I find my guests on Facebook, Twitter and through word-of-mouth or just through my personal contacts over the years. As an author of 2 anthologies, I have published work from over 100 people in the CHD community and that has opened the door to me getting to know many people in our community. Now it's more common for people to come to me to request being on the program. I also have a form people can fill out on my website requesting to come on the program. Sometimes, those people make outstanding guests.
I request a 150-word bio from each person but I discovered some people have trouble preparing something like that so I created a template they could fill in to help me write their bio for them. I now have a scriptwriting committee that meets with me twice a week. We take the bios and create scripts from them which I share with my guest. The guest can approve or edit the script. Once that is taken care of, I send them my Book Like a Boss link and they sign up for a time to record the show.
We then use Skype and Call Recorder to record the show. I use Audacity to edit the show (or someone from my Sound Engineering committee does so) and then I upload the show to Auphonic to fine tune it. After that I upload the show to BlogTalkRadio and create a slideshow to accompany the program. I upload it to Spreaker and Buzzsprout, too. I like Buzzsprout because it allows me to create a Visual Sound Bite which I believe helps people determine whether or not they want to listen to the show.
I also make a meme from a quote I take from my guest during the interview. I publicize the meme on Facebook and sometimes on LinkedIn, Twitter and Instagram, depending on the assistance I receive from my volunteers.
My show is available on BlogTalkRadio, Spreaker, Buzzsprout, YouTube, iTunes, Stitcher and apparently on Listen Notes, too (which I just discovered during this interview)! The percentage of my listenership varies depending on the quality of marketing done for each channel. My webmaster puts the YouTube link for each show on our website. We have started to publicize our website on our memes so a certain number of our listeners go to our website but that varies each week. Buzzsprout allows us to make Visual Sound Bites and the link takes the listener to iTunes. If the sound bite is very compelling, I suspect more people go to iTunes. Each week we have different results and I haven't been able to figure out a formula for what works best yet but I know that the more we talk about each show through memes, Visual Sound Bites, Facebook events, etc., the better our numbers are.

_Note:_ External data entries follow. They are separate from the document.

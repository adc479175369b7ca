//! Request adapter for mapping host requests to gate inputs.

use std::collections::HashMap;

use super::ExtractAuthorization;

/// Name of the header carrying credentials.
pub const AUTHORIZATION: &str = "authorization";

/// Framework-neutral view of an incoming request.
///
/// `RequestAdapter` carries what the gate needs from a request and the slot
/// it writes back to:
/// - the request id, for audit correlation
/// - request headers, looked up case-insensitively
/// - the authenticated principal (`remote_user`) once the gate accepts
///
/// Framework integrations should implement `From<FrameworkRequest>` for
/// `RequestAdapter`, or implement [`ExtractAuthorization`] on their own type.
///
/// # Examples
///
/// ```
/// use http_auth_gate::web::{ExtractAuthorization, RequestAdapter};
///
/// let mut adapter = RequestAdapter::new("req-12345".to_string());
/// adapter.add_header("Authorization".to_string(), "Bearer 4t0k3n".to_string());
///
/// assert_eq!(adapter.authorization(), Some("Bearer 4t0k3n"));
/// assert_eq!(adapter.header("AUTHORIZATION"), Some("Bearer 4t0k3n"));
/// assert!(adapter.remote_user().is_none());
/// ```
#[derive(Debug, Clone)]
pub struct RequestAdapter {
    request_id: String,
    /// Keyed by lowercase header name
    headers: HashMap<String, String>,
    remote_user: Option<String>,
}

impl RequestAdapter {
    /// Creates an adapter with the given request id and no headers.
    pub fn new(request_id: String) -> Self {
        Self {
            request_id,
            headers: HashMap::new(),
            remote_user: None,
        }
    }

    /// Adds a header. Names are case-insensitive; a repeated name replaces
    /// the earlier value.
    pub fn add_header(&mut self, name: String, value: String) {
        self.headers.insert(name.to_ascii_lowercase(), value);
    }

    /// Looks up a header by name, ignoring case.
    pub fn header(&self, name: &str) -> Option<&str> {
        self.headers
            .get(&name.to_ascii_lowercase())
            .map(String::as_str)
    }

    /// Returns the request id.
    pub fn request_id(&self) -> &str {
        &self.request_id
    }

    /// Records the authenticated principal for downstream handlers.
    pub fn set_remote_user(&mut self, user: Option<String>) {
        self.remote_user = user;
    }

    /// Returns the authenticated principal, if one was recorded.
    pub fn remote_user(&self) -> Option<&str> {
        self.remote_user.as_deref()
    }
}

impl ExtractAuthorization for RequestAdapter {
    fn authorization(&self) -> Option<&str> {
        self.header(AUTHORIZATION)
    }
}

#[cfg(test)]
mod tests {
    use super::*;

    #[test]
    fn request_adapter_new() {
        let adapter = RequestAdapter::new("req-test".to_string());
        assert_eq!(adapter.request_id(), "req-test");
        assert!(adapter.remote_user().is_none());
        assert!(adapter.authorization().is_none());
    }

    #[test]
    fn headers_are_case_insensitive() {
        let mut adapter = RequestAdapter::new("req-1".to_string());
        adapter.add_header("X-Custom".to_string(), "value".to_string());

        assert_eq!(adapter.header("x-custom"), Some("value"));
        assert_eq!(adapter.header("X-CUSTOM"), Some("value"));
        assert_eq!(adapter.header("missing"), None);
    }

    #[test]
    fn repeated_header_replaces_value() {
        let mut adapter = RequestAdapter::new("req-1".to_string());
        adapter.add_header("Authorization".to_string(), "Basic old".to_string());
        adapter.add_header("authorization".to_string(), "Basic new".to_string());

        assert_eq!(adapter.authorization(), Some("Basic new"));
    }

    #[test]
    fn remote_user_round_trips() {
        let mut adapter = RequestAdapter::new("req-1".to_string());
        adapter.set_remote_user(Some("foo".to_string()));
        assert_eq!(adapter.remote_user(), Some("foo"));

        adapter.set_remote_user(None);
        assert!(adapter.remote_user().is_none());
    }
}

Facebook is the social media avenue I'm most comfortable with but we use Twitter, LinkedIn and Instagram as well. The more professional the show is, the more Twitter and LinkedIn seem helpful. Facebook seems to work well for everyday shows about common people instead of about celebrities or doctors.
I have been podcasting for 3 years and, initially, I didn't know the importance of analytics. My philosophy was that if we helped even only one person with the podcast, it was worth whatever effort was required to create it. That's very naive and it has prevented me from being able to approach sponsors. Now I know that we've had over 50,000 Listeners and I have some numbers associated with my show. To have a total of only 50,000 Listeners isn't a fabulous number -- some podcasts have that many Listeners for one show! But given the fact that my community of Listeners if very small, that number is impressive.
I learned the value of attending podcasting conferences, of reaching out to other podcasters and learning with and from them and from sharing what I've learned over the last 3 years. Thanks to Alexander Laurin I found out about this interview. Making friends in the podcasting community makes podcasting even more fun and allows us to learn from one another and to help one another make the best podcasts we can.